More recently, I’ve felt an urge to cut my hair—a strange impulse for someone who has always treated her hair as a sacred connection to my land, I’ve never dyed or experimented with my hair. Since giving birth, I’ve watched it grow, a symbol of accumulated wisdom. But wisdom doesn’t come only from gentle moments. It is forged in experience, often through pain. This urge feels like a bell tolling, an inner call to make space for what’s next.
The snake has long symbolized the power of rebirth—the ability to shed the old self and emerge transformed. I have reached a point where I know: I will perish if I do not shed. So many elements of my life are coming to a halt. Something must give. Something must change.
To honor the beginning of this transformation, I offer this exploration of the snake's lore in Eastern Europe—not only as research or history, but as a personal invocation of what the serpent teaches: to leave behind what no longer serves, and to step into the unknown, raw and renewed.

In the vast terrain of Eastern Europe, where dense forests meet ancient steppe, the snake slithers not only through the soil but also through the stories, spells, and symbols that have endured for centuries. A creature feared and revered, the serpent occupies a liminal role in Slavic and Russian cultural memory: at once a harbinger of death, a vessel of prophecy, a symbol of divine protection, and a force of transformation.
The lore surrounding snakes in the Eastern European magical imagination is rich and contradictory. Tales from religious chronicles, practices of folk magic, and artifacts like zmeeviki amulets reveal a worldview in which the serpent is a figure that defies categorization. Transformation—whether of the body, the fate, or the soul—is at the heart of these narratives. Through the snake, people sought to change their fortunes, protect their lives, and even overcome death itself.
The Snake Beneath the Skull: Prophecy and Fate
In one of the earliest and most famous magical stories of Kievan Rus', the Tale of Bygone Years recounts a chilling tale from the year 912. A magician foretells that Prince Oleg will die because of his horse. Taking precautions, Oleg abandons the animal, only to mock the prophecy years later upon learning of the horse's death. But fate is not so easily outwitted: visiting the horse's remains, Oleg is bitten by a snake that emerges from its skull, and he dies shortly afterward.
This story is more than a simple moral about hubris. It reveals the snake as an agent of transformation, from life to death. The chronicler’s subsequent digression into biblical and early Christian magicians underscores the tension between condemning magic and recognizing its power.

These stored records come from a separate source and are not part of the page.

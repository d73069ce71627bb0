//! Failure taxonomy for the I/O boundary
//!
//! The simulation itself never fails. Everything here is recoverable: asset
//! failures degrade to placeholders or silence, persistence failures lose at
//! most the current session's best score.

use std::io;
use std::path::PathBuf;

use thiserror::Error;

/// An asset could not be loaded; the caller falls back to placeholder geometry or silence
#[derive(Debug, Error)]
pub enum AssetError {
    #[error("asset {path} not found")]
    Missing { path: PathBuf },
    #[error("failed to read asset {path}: {source}")]
    Io {
        path: PathBuf,
        #[source]
        source: io::Error,
    },
    #[error("malformed mask in {path}: {reason}")]
    MalformedMask { path: PathBuf, reason: String },
}

/// Reading or writing persisted state failed
#[derive(Debug, Error)]
pub enum PersistenceError {
    #[error("storage i/o failed for {path}: {source}")]
    Io {
        path: PathBuf,
        #[source]
        source: io::Error,
    },
    #[error("stored value in {path} is malformed: {contents:?}")]
    Malformed { path: PathBuf, contents: String },
    #[error("failed to encode {what}: {source}")]
    Encode {
        what: &'static str,
        #[source]
        source: serde_json::Error,
    },
}
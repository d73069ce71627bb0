//! Retained-mode sink: a keyed node tree updated in place
//!
//! Each frame is diffed against the tree. Nodes are inserted, moved or
//! removed, and the revision only bumps when something actually changed, so
//! a host widget toolkit redraws on state change rather than every tick.

use std::collections::BTreeMap;

use super::parallax::Parallax;
use super::vertex::colors;
use super::{Frame, RenderSink, hud_lines};
use crate::consts::SCREEN_WIDTH;
use crate::sim::{Rect, RoundPhase};

/// Stable identity of a node across frames (ordering = draw order)
#[derive(Debug, Clone, Copy, PartialEq, Eq, PartialOrd, Ord, Hash)]
pub enum NodeKey {
    Background,
    Road,
    Stone(u32),
    Player,
    Hud(u8),
    GameOver,
}

#[derive(Debug, Clone, PartialEq)]
pub enum SceneNode {
    /// Tiled image layer scrolled by `offset`
    Layer {
        texture: &'static str,
        offset: f32,
    },
    Sprite {
        texture: &'static str,
        rect: Rect,
        color: [f32; 4],
    },
    Label {
        text: String,
        line: u8,
    },
}

#[derive(Debug)]
pub struct SceneTree {
    nodes: BTreeMap<NodeKey, SceneNode>,
    parallax: Parallax,
    last_tick: Option<u64>,
    revision: u64,
}

impl Default for SceneTree {
    fn default() -> Self {
        Self::new()
    }
}

impl SceneTree {
    pub fn new() -> Self {
        Self {
            nodes: BTreeMap::new(),
            parallax: Parallax::new(SCREEN_WIDTH),
            last_tick: None,
            revision: 0,
        }
    }

    /// Bumped every time the tree changes
    pub fn revision(&self) -> u64 {
        self.revision
    }

    pub fn get(&self, key: NodeKey) -> Option<&SceneNode> {
        self.nodes.get(&key)
    }

    /// Nodes in draw order
    pub fn iter(&self) -> impl Iterator<Item = (&NodeKey, &SceneNode)> {
        self.nodes.iter()
    }

    pub fn len(&self) -> usize {
        self.nodes.len()
    }

    pub fn is_empty(&self) -> bool {
        self.nodes.is_empty()
    }

    fn upsert(&mut self, key: NodeKey, node: SceneNode) -> bool {
        match self.nodes.get(&key) {
            Some(existing) if *existing == node => false,
            _ => {
                self.nodes.insert(key, node);
                true
            }
        }
    }

    /// Build the wanted node set for a frame
    fn desired(&self, frame: &Frame<'_>) -> BTreeMap<NodeKey, SceneNode> {
        let s = frame.snapshot;
        let mut wanted = BTreeMap::new();

        wanted.insert(
            NodeKey::Background,
            SceneNode::Layer {
                texture: if s.night_mode { "bg_night.png" } else { "bg_day.png" },
                offset: self.parallax.background.offset,
            },
        );
        wanted.insert(
            NodeKey::Road,
            SceneNode::Layer {
                texture: "road.png",
                offset: self.parallax.road.offset,
            },
        );
        for o in &s.obstacles {
            wanted.insert(
                NodeKey::Stone(o.id),
                SceneNode::Sprite {
                    texture: "stone.png",
                    rect: o.rect,
                    color: colors::STONE,
                },
            );
        }
        wanted.insert(
            NodeKey::Player,
            SceneNode::Sprite {
                texture: "ong.png",
                rect: s.player,
                color: colors::PLAYER,
            },
        );
        for (i, text) in hud_lines(frame).into_iter().enumerate() {
            let line = i as u8;
            wanted.insert(NodeKey::Hud(line), SceneNode::Label { text, line });
        }
        if s.phase == RoundPhase::Ended {
            wanted.insert(
                NodeKey::GameOver,
                SceneNode::Label {
                    text: format!("GAME OVER  Score: {}  Highscore: {}", s.score, frame.best),
                    line: u8::MAX,
                },
            );
        }
        wanted
    }
}

impl RenderSink for SceneTree {
    fn present(&mut self, frame: &Frame<'_>) {
        let s = frame.snapshot;
        if s.phase == RoundPhase::Running && self.last_tick != Some(s.tick) {
            self.parallax.advance(s.speed);
        }
        self.last_tick = Some(s.tick);

        let wanted = self.desired(frame);
        let before = self.nodes.len();
        self.nodes.retain(|key, _| wanted.contains_key(key));
        let mut changed = self.nodes.len() != before;

        for (key, node) in wanted {
            changed |= self.upsert(key, node);
        }

        if changed {
            self.revision += 1;
        }
    }
}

The snake, crawling forth from decay, becomes a vessel of prophecy fulfilled.
Tongues, Skins, and Talismans: Folk Magic and the Snake
In the world of folk practitioners known as kolduny, the serpent was a source of potent materials for transformation and defense. One spell involved killing a black snake, extracting its tongue, and sewing it into green and black taffeta to be worn in the left boot. When paired with garlic and a towel tied over the right breast, the charm was believed to protect its bearer in court or battle.

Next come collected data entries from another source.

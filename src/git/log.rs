use crate::error::Result;
use crate::git::LogQuery;
use chrono::{DateTime, TimeZone, Utc};
use git2::Repository;
use std::path::Path;
use tracing::debug;

/// Reads commit messages from a repository, filtered by author and timespan
pub struct LogReader {
    query: LogQuery,
}

impl LogReader {
    pub fn new(query: LogQuery) -> Self {
        Self { query }
    }

    /// Collect matching commit messages, newest first, one entry per line
    pub fn read_messages(&self, repo_path: &Path) -> Result<Vec<String>> {
        let repo = Repository::open(repo_path)?;
        let mut revwalk = repo.revwalk()?;

        revwalk.push_head()?;
        revwalk.set_sorting(git2::Sort::TIME)?;

        let mut messages = Vec::new();
        let mut skipped = 0usize;

        for oid in revwalk {
            let commit = repo.find_commit(oid?)?;

            if !self.query.timespan.contains(&Self::convert_timestamp(&commit)) {
                skipped += 1;
                continue;
            }

            if !self.matches_author(&commit) {
                skipped += 1;
                continue;
            }

            let message = commit.message().unwrap_or("");
            let entry = if self.query.subject_only {
                Self::subject(message)
            } else {
                message.trim_end().to_string()
            };

            messages.push(entry);
        }

        debug!(
            repo = %repo_path.display(),
            kept = messages.len(),
            skipped,
            "read commit messages"
        );

        Ok(messages)
    }

    /// The log as a single text blob
    pub fn read_log(&self, repo_path: &Path) -> Result<String> {
        Ok(self.read_messages(repo_path)?.join("\n"))
    }

    fn matches_author(&self, commit: &git2::Commit) -> bool {
        let Some(ref filter) = self.query.author else {
            return true;
        };
        let filter = filter.to_lowercase();
        let author = commit.author();

        let matched = [author.name(), author.email()]
            .into_iter()
            .flatten()
            .any(|field| field.to_lowercase().contains(&filter));
        matched
    }

    /// Convert git2 Time to DateTime<Utc>
    fn convert_timestamp(commit: &git2::Commit) -> DateTime<Utc> {
        Utc.timestamp_opt(commit.time().seconds(), 0)
            .single()
            .unwrap_or_else(Utc::now)
    }

    /// First line of a commit message
    fn subject(message: &str) -> String {
        message.lines().next().unwrap_or("").trim().to_string()
    }
}
pub mod log;

use crate::error::{RecapError, Result};
use chrono::{DateTime, Duration, NaiveDate, NaiveTime, TimeZone, Utc};
use std::path::PathBuf;

/// Timespan for filtering commits
#[derive(Debug, Clone, PartialEq, Eq)]
pub struct Timespan {
    /// Start date (inclusive)
    pub start: DateTime<Utc>,
    /// End date (inclusive)
    pub end: DateTime<Utc>,
}

impl Timespan {
    /// Create a timespan from days back from now
    pub fn days_back(days: u32) -> Self {
        let end = Utc::now();
        let start = end - Duration::days(days as i64);
        Self { start, end }
    }

    /// Build a timespan from `--since`/`--until` strings (YYYY-MM-DD).
    ///
    /// A missing `since` falls back to `default_days` before `until`; a
    /// missing `until` means now. `until` covers its whole day.
    pub fn from_args(since: Option<&str>, until: Option<&str>, default_days: u32) -> Result<Self> {
        let end = match until {
            Some(date) => end_of_day(parse_date(date)?),
            None => Utc::now(),
        };
        let start = match since {
            Some(date) => start_of_day(parse_date(date)?),
            None => end - Duration::days(default_days as i64),
        };

        if start > end {
            return Err(RecapError::config(format!(
                "--since {} is after --until {}",
                start.format("%Y-%m-%d"),
                end.format("%Y-%m-%d")
            )));
        }

        Ok(Self { start, end })
    }

    /// Check if a date is within this timespan
    pub fn contains(&self, date: &DateTime<Utc>) -> bool {
        date >= &self.start && date <= &self.end
    }
}

fn parse_date(value: &str) -> Result<NaiveDate> {
    NaiveDate::parse_from_str(value.trim(), "%Y-%m-%d")
        .map_err(|_| RecapError::InvalidDate(value.to_string()))
}

fn start_of_day(date: NaiveDate) -> DateTime<Utc> {
    Utc.from_utc_datetime(&date.and_time(NaiveTime::MIN))
}

fn end_of_day(date: NaiveDate) -> DateTime<Utc> {
    start_of_day(date) + Duration::days(1) - Duration::seconds(1)
}

/// Commit filter applied while walking a repository
#[derive(Debug, Clone)]
pub struct LogQuery {
    /// Case-insensitive substring of the author name or email
    pub author: Option<String>,
    pub timespan: Timespan,
    /// Only the first line of each message, like `git log --pretty=%s`
    pub subject_only: bool,
}

/// Where the raw log text comes from
#[derive(Debug, Clone)]
pub enum LogSource {
    /// Walk a git repository from HEAD
    Git { repo: PathBuf, query: LogQuery },
    /// Read a text file; `-` reads stdin
    File(PathBuf),
}

impl LogSource {
    /// Fetch the raw log text blob
    pub fn read(&self) -> Result<String> {
        match self {
            LogSource::Git { repo, query } => log::LogReader::new(query.clone()).read_log(repo),
            LogSource::File(path) if path.as_os_str() == "-" => {
                let mut text = String::new();
                std::io::Read::read_to_string(&mut std::io::stdin(), &mut text)?;
                Ok(text)
            }
            LogSource::File(path) => Ok(std::fs::read_to_string(path)?),
        }
    }

    /// Human-readable description for progress output
    pub fn describe(&self) -> String {
        match self {
            LogSource::Git { repo, .. } => format!("git log of {}", repo.display()),
            LogSource::File(path) if path.as_os_str() == "-" => "stdin".to_string(),
            LogSource::File(path) => path.display().to_string(),
        }
    }
}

Snake parts were also used in household magic: snake-infused water healed fevers and marital discord, while the dried head of a serpent could be rubbed on the dead to bring them back to life, as in the bylina of Potuk Mikharla Lanovich. A snake hung on a birch tree summoned rain. These rituals point to the belief in the snake’s ability to mediate between worlds—to transmute illness into health, conflict into peace, and the inanimate into the animate.
In many Slavic regions, snakes were also associated with the ancestors. Killing a snake near the home was forbidden, as it could be a domovoi—a household spirit or the soul of a departed family member. Snakes appearing in dreams or visions were often interpreted as messages from the otherworld, guiding the dreamer through a transformation or rite of passage.
Zmeeviki: Amulets of Dual Faith and Dual Power
Perhaps the most iconic serpent artifact in Eastern European culture is the zmeevik (from zmiaja (Belarus),zmeya (Russia), zmiya (Ukraine)). These medallion amulets are marked by syncretism: one side bears Christian imagery (saints, angels, or the Virgin), while the other reveals pagan or magical motifs such as the Gorgon head with radiating snakes or a mounted warrior spearing a serpent.
Zmeeviki embodied transformation in a literal and symbolic sense. They were worn by commoners and elites alike, and even donated to monasteries. Some featured inscriptions like "Seal of God" or "One God, vanquisher of evil" alongside Greek or Church Slavonic prayers. Others carried the hystera motif, meant to ward off illness and she-demons such as Lilith or Antaura. In a world where spiritual safety required more than orthodoxy, the dual nature of zmeeviki allowed wearers to move between realms of belief, uniting Christian protection with ancient magical wisdom.
The Mounted Warrior and the Serpent: The Icon of Victory
The image of a mounted man piercing a serpent or dragon appears on seals and amulets from as early as the 10th century, long before it became officially associated with St. George. The figure likely evolved from representations of Solomon or other warrior saints such as St. Sisinnius, and served to ward off demonic illness and evil spirits.
In these depictions, the serpent or recumbent demon symbolized illness, infertility, or misfortune—forces to be transformed, conquered, and reabsorbed into a restored order. Over time, this iconography was absorbed into national symbolism: the rider became central to Muscovite seals, and eventually to the Russian coat of arms, where he remains today, spearing a dragon on the breastplate of the double-headed eagle.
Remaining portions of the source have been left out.